L’entreprise de recyclage Paprec a adopté, avec le soutien de ses 4000 employés, une «charte de la laïcité» qui interdit le port de signes religieux, son PDG revendiquant cette première en France comme un acte «militant» après la controverse «Baby-Loup».
Le groupe privé basé en Seine-Saint-Denis, régulièrement salué comme un modèle en terme de diversité et de promotion sociale, notamment d’employés d’origine étrangère, va officialiser mardi l’entrée en vigueur d’un texte de huit articles dans son règlement intérieur.
«J’applique le modèle qui prévaut dans la sphère publique et je l’applique à l’entreprise. J’applique le modèle de la République», a déclaré lors d’un entretien à l’AFP le patron de Paprec, Jean-Luc Petithuguenin.
Si l’essentiel du contenu de cette «charte» ne fait que rappeler des principes en vigueur du droit français, il reprend le «devoir de neutralité» religieuse ayant cours dans la sphère publique et prévoit aussi que «le port de signes ou tenues par lesquels les collaborateurs manifestent ostensiblement une appartenance religieuse n’est pas autorisé».
Le fait religieux dans une entreprise privée relève de lignes juridiquement plus floues que dans l’espace public, autour du principe général de liberté de conscience.
«S’il s’agit de reconnaître que c’est militant, la réponse est oui», assume M. Petithuguenin. «On compte défendre notre point de vue, défendre qu’on l’a voté tous ensemble. Mais effectivement, on prend le risque que les tribunaux nous disent vous avez tort», a-t-il reconnu. «Je suis prêt à endosser ce risque et j’espère pour mon pays que je ne serai pas condamné, qu’on verra une évolution et que le législateur fera peut-être bouger les lignes», dit le PDG.
Jean-Luc Petithuguenin espère d’autant plus convaincre «qu’il est bien connu que je suis un militant antiraciste, pas un militant d’extrême droite».

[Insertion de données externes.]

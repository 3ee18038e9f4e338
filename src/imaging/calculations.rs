//! Pure calculation functions for image dimensions.
//!
//! All functions here are pure and testable without any I/O or images.

use super::params::{ParamError, PixelSize, ScaleFactor};

/// Horizontal stretch applied by the "curse" effect.
pub const CURSE_STRETCH_X: f32 = 1.5;
/// Vertical squash applied by the "curse" effect.
pub const CURSE_STRETCH_Y: f32 = 0.5;

/// Largest RGBA buffer a transform may produce, matching the decoder's
/// default `image::Limits::max_alloc`.
pub const MAX_IMAGE_BYTES: u64 = 512 * 1024 * 1024;
/// Upper bound for each edge of an ASCII grid.
pub const MAX_ASCII_EDGE: u32 = 1000;

/// Dimensions of the intermediate low-resolution image used for pixelation.
///
/// Each edge is divided by the block size and clamped to at least one pixel,
/// so a block larger than the image collapses it to a single colour instead
/// of producing an empty buffer.
///
/// # Examples
/// ```
/// # use climp::imaging::{PixelSize, pixelate_dimensions};
/// let p = PixelSize::new(10).unwrap();
/// assert_eq!(pixelate_dimensions((800, 600), p), (80, 60));
/// assert_eq!(pixelate_dimensions((8, 6), p), (1, 1));
/// ```
pub fn pixelate_dimensions(source: (u32, u32), size: PixelSize) -> (u32, u32) {
    let (w, h) = source;
    let block = size.value();
    ((w / block).max(1), (h / block).max(1))
}

/// Output dimensions of an integer upscale.
///
/// Fails when either edge would overflow `u32` or the RGBA buffer would
/// exceed [`MAX_IMAGE_BYTES`].
pub fn scaled_dimensions(
    source: (u32, u32),
    factor: ScaleFactor,
) -> Result<(u32, u32), ParamError> {
    let (w, h) = source;
    let f = factor.value();
    let overflow = ParamError::DimensionOverflow {
        width: w,
        height: h,
        factor: f,
    };
    let (Some(sw), Some(sh)) = (w.checked_mul(f), h.checked_mul(f)) else {
        return Err(overflow);
    };
    match rgba_bytes(sw, sh) {
        Some(bytes) if bytes <= MAX_IMAGE_BYTES => Ok((sw, sh)),
        _ => Err(overflow),
    }
}

fn rgba_bytes(width: u32, height: u32) -> Option<u64> {
    u64::from(width)
        .checked_mul(u64::from(height))?
        .checked_mul(4)
}

/// Dimensions after a fractional stretch, truncating and clamping to 1.
pub fn stretched_dimensions(source: (u32, u32), stretch: (f32, f32)) -> (u32, u32) {
    let (w, h) = source;
    let (sx, sy) = stretch;
    let nw = (w as f32 * sx) as u32;
    let nh = (h as f32 * sy) as u32;
    (nw.max(1), nh.max(1))
}

/// Fit an image into a grid of text cells for ASCII rendering.
///
/// Terminal cells are about twice as tall as they are wide, so a derived
/// row count is halved to keep the picture's proportions.
///
/// - both given → used as-is
/// - only width → height derived from aspect ratio
/// - only height → width derived from aspect ratio
/// - neither → `default_width` columns, height derived
///
/// Both results are clamped to `1..=MAX_ASCII_EDGE`.
pub fn ascii_grid_dimensions(
    source: (u32, u32),
    width: Option<u32>,
    height: Option<u32>,
    default_width: u32,
) -> (u32, u32) {
    let (src_w, src_h) = source;
    let aspect = if src_h == 0 {
        1.0
    } else {
        src_w as f64 / src_h as f64
    };

    let width = width.map(|w| w.min(MAX_ASCII_EDGE));
    let height = height.map(|h| h.min(MAX_ASCII_EDGE));

    let (cols, rows) = match (width, height) {
        (Some(w), Some(h)) => (w, h),
        (None, Some(h)) => ((h as f64 * aspect * 2.0).round() as u32, h),
        (Some(w), None) => (w, (w as f64 / aspect / 2.0).round() as u32),
        (None, None) => (
            default_width,
            (default_width as f64 / aspect / 2.0).round() as u32,
        ),
    };

    (cols.clamp(1, MAX_ASCII_EDGE), rows.clamp(1, MAX_ASCII_EDGE))
}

Le débat sur la question est agité depuis la cassation, en mars dernier, du licenciement d’une salariée voilée de la crèche privée Baby-Loup, à Chanteloup-les-Vignes (Yvelines), qui avait entraîné des appels à légiférer, à droite comme à gauche. Fait rare, ce licenciement a ensuite été confirmé en appel, en novembre.
«UN VRAI SUJET»
Chez Paprec, l’idée de la charte est née «en septembre» et son adoption s’est faite en quatre mois, avec l’aval unanime de l’ensemble du personnel et des comités d’entreprise.

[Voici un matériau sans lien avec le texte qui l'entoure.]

use clap::{Parser, Subcommand};
use climp::ascii::{Charset, RenderOptions};
use climp::config::{self, ClimpConfig};
use climp::imaging::{
    BlurRadius, Operation, ParamError, PixelSize, Quality, ScaleFactor, Threshold,
};
use climp::process::{self, AsciiDestination, AsciiOutcome, Job};
use climp::{interactive, logging, naming, output};
use std::path::{Path, PathBuf};
use tracing::debug;

#[derive(Parser)]
#[command(name = "climp")]
#[command(about = "Command-line image manipulation")]
#[command(long_about = "\
Command-line image manipulation

Reads one image, applies one transformation and writes the result:

  climp photo.jpg -o out.png blur -r 5
  climp photo.jpg pixelate -p 10        # writes ./photo_edited.jpg
  climp photo.jpg ascii --width 100 -v  # prints to the terminal

The output format follows the -o extension. Unknown or missing extensions
fall back to the configured format (jpg unless climp.toml says otherwise).

Run 'climp --gen-config' to print a documented climp.toml.")]
#[command(version)]
struct Cli {
    /// Input image
    #[arg(value_name = "FILEPATH", required_unless_present_any = ["interactive", "gen_config"])]
    filepath: Option<PathBuf>,

    /// Output file (default: <name>_edited.<ext> in the current directory)
    #[arg(short, long, value_name = "FILEPATH")]
    output: Option<PathBuf>,

    /// Choose commands from a menu instead of flags
    #[arg(short, long)]
    interactive: bool,

    /// Config file (default: ./climp.toml when present)
    #[arg(short, long, value_name = "PATH")]
    config: Option<PathBuf>,

    /// Print a stock climp.toml with all options documented
    #[arg(long)]
    gen_config: bool,

    /// Debug logging on stderr
    #[arg(long)]
    verbose: bool,

    /// Log as JSON lines
    #[arg(long)]
    log_json: bool,

    #[command(subcommand)]
    command: Option<Command>,
}

#[derive(Subcommand)]
enum Command {
    /// Gaussian blur
    Blur {
        /// Blur strength; 0 leaves the image unchanged
        #[arg(short = 'r', long = "blur_radius", value_name = "VALUE")]
        blur_radius: u32,
    },
    /// Pixelate into square blocks
    Pixelate {
        /// Block edge in pixels
        #[arg(short = 'p', long = "pixel_size", value_name = "VALUE",
              value_parser = clap::value_parser!(u32).range(1..))]
        pixel_size: u32,
    },
    /// Flip horizontally
    Mirror,
    /// Flip vertically
    #[command(name = "flip_vertical")]
    FlipVertical,
    /// Rotate 90° clockwise
    Rotate,
    /// Average the channels into gray
    Grayscale,
    /// Black and white by luminance threshold
    #[command(name = "monochrome_ugly")]
    MonochromeUgly {
        /// Luminance (0-255) at or above which pixels turn white
        #[arg(short = 't', long, value_name = "VALUE")]
        threshold: Option<f32>,
    },
    /// Enlarge by an integer factor
    Scale {
        /// Multiplier for both edges
        #[arg(short = 's', long, value_name = "VALUE",
              value_parser = clap::value_parser!(u32).range(1..))]
        scale: u32,
    },
    /// Render the image as ASCII art
    Ascii(AsciiArgs),
    /// Stretch, squash and pixelate
    Curse,
    /// Curse, then black and white
    Zxc,
}

#[derive(clap::Args)]
struct AsciiArgs {
    /// Columns (default from config, at most 1000)
    #[arg(long, value_parser = clap::value_parser!(u32).range(1..))]
    width: Option<u32>,

    /// Rows (derived from the width when omitted, at most 1000)
    #[arg(long, value_parser = clap::value_parser!(u32).range(1..))]
    height: Option<u32>,

    /// 24-bit ANSI colour per glyph
    #[arg(long)]
    colored: bool,

    /// Bright areas get the first glyph
    #[arg(long)]
    invert: bool,

    /// default, block, emoji, russian, slight, or literal glyphs darkest first
    #[arg(long, value_name = "SET")]
    charset: Option<String>,

    /// Print to the terminal only, write no file
    #[arg(short = 'v', long = "verbose_only")]
    verbose_only: bool,
}

enum Action {
    Transform(Operation),
    Ascii(AsciiArgs),
}

impl Command {
    fn into_action(self, config: &ClimpConfig) -> Result<Action, ParamError> {
        let operation = match self {
            Command::Blur { blur_radius } => Operation::Blur(BlurRadius(blur_radius)),
            Command::Pixelate { pixel_size } => Operation::Pixelate(PixelSize::new(pixel_size)?),
            Command::Mirror => Operation::Mirror,
            Command::FlipVertical => Operation::FlipVertical,
            Command::Rotate => Operation::Rotate,
            Command::Grayscale => Operation::Grayscale,
            Command::MonochromeUgly { threshold } => Operation::Monochrome(Threshold::new(
                threshold.unwrap_or(config.monochrome.threshold),
            )?),
            Command::Scale { scale } => Operation::Scale(ScaleFactor::new(scale)?),
            Command::Ascii(args) => return Ok(Action::Ascii(args)),
            Command::Curse => Operation::Curse,
            Command::Zxc => Operation::Zxc,
        };
        Ok(Action::Transform(operation))
    }
}

fn main() -> Result<(), Box<dyn std::error::Error>> {
    let cli = Cli::parse();

    if cli.gen_config {
        print!("{}", config::stock_config_toml());
        return Ok(());
    }

    let config = config::load_config(cli.config.as_deref(), &std::env::current_dir()?)?;
    logging::init(&config.logging, cli.verbose, cli.log_json);
    init_thread_pool(&config.processing);
    debug!(?config, "Configuration loaded");

    if cli.interactive {
        interactive::run(&config)?;
        return Ok(());
    }

    let Some(command) = cli.command else {
        output::print_no_subcommand();
        return Ok(());
    };
    let input = cli.filepath.ok_or("an input image is required")?;

    match command.into_action(&config)? {
        Action::Transform(operation) => {
            let job = Job {
                target: naming::resolve_output(
                    &input,
                    cli.output.as_deref(),
                    &config.output,
                    Path::new("."),
                ),
                input,
                operation,
            };
            let result = process::run_job(&job, Quality::new(config.output.quality))?;
            output::print_saved(result.operation.label(), &result.output);
        }
        Action::Ascii(args) => {
            run_ascii(&input, cli.output.as_deref(), args, &config)?;
        }
    }

    Ok(())
}

fn run_ascii(
    input: &Path,
    requested: Option<&Path>,
    args: AsciiArgs,
    config: &ClimpConfig,
) -> Result<(), Box<dyn std::error::Error>> {
    let charset = Charset::parse(args.charset.as_deref().unwrap_or(&config.ascii.charset))?;
    let options = RenderOptions {
        width: args.width,
        height: args.height,
        default_width: config.ascii.width,
        colored: args.colored,
        invert: args.invert,
        charset,
    };
    let destination = if args.verbose_only {
        AsciiDestination::Stdout
    } else {
        AsciiDestination::File(naming::resolve_text_output(
            input,
            requested,
            &config.output,
            Path::new("."),
        ))
    };

    if let AsciiOutcome::Saved(path) = process::run_ascii(input, &destination, &options)? {
        output::print_ascii_saved(&path);
    }
    Ok(())
}

/// Size the global rayon pool used by the per-pixel transforms.
fn init_thread_pool(processing: &config::ProcessingConfig) {
    let threads = config::effective_threads(processing);
    rayon::ThreadPoolBuilder::new()
        .num_threads(threads)
        .build_global()
        .ok();
}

Miroslav Rancic, un élu ayant lui-même fui la guerre civile en ex-Yougoslavie, a expliqué à l’AFP comment il s’est «réjoui» de voir le texte adopté par son comité, constitué de «deux chrétiens et trois musulmans».
«La laïcité, durablement, c’est un atout formidable pour promouvoir la diversité, même si en instantané, on va peut être avoir des gens qui vont trouver ceci ou cela», a fait valoir M. Petithuguenin. «Je vois très bien que si on laisse dériver les choses, les antagonismes vont monter. Or ce pays de la défiance, de la montée des intégrismes et de l’extrême droite, je n’en veux pas. Je veux une République pacifiée, des gens qui vivent ensemble et qui se respectent. Et ce n’est pas un petit sujet, c’est un vrai sujet», dit-il.
«L’essentiel des patrons est sur une position qui est: "évitons d’en parler, il n’y a pas de vrai sujet en France et que chacun se débrouille dans son coin". Moi, je ne le pense pas», tranche le patron de Paprec.
Même si les litiges restent peu nombreux - Paprec lui-même dit n’avoir actuellement «aucun problème» lié à la religion en entreprise -, certains groupes (La Poste, EDF, Orange, IBM, Casino, RATP...) ont adopté des guides internes destinés à respecter la jurisprudence en vigueur.
L’Observatoire (gouvernemental) de la laïcité, qui a lui aussi publié son propre guide en décembre, a refusé de s’exprimer avant la présentation officielle de la charte par Paprec.
Si l’adoption à l’unanimité laisse à penser qu’aucun litige ne se produira dans l’immédiat chez Paprec, l’initiative n’est «à ce stade pas juridiquement sécurisée, parce qu’un problème peut se poser après», si un employé change d’avis ou via un recrutement, a toutefois observé un bon connaisseur du dossier.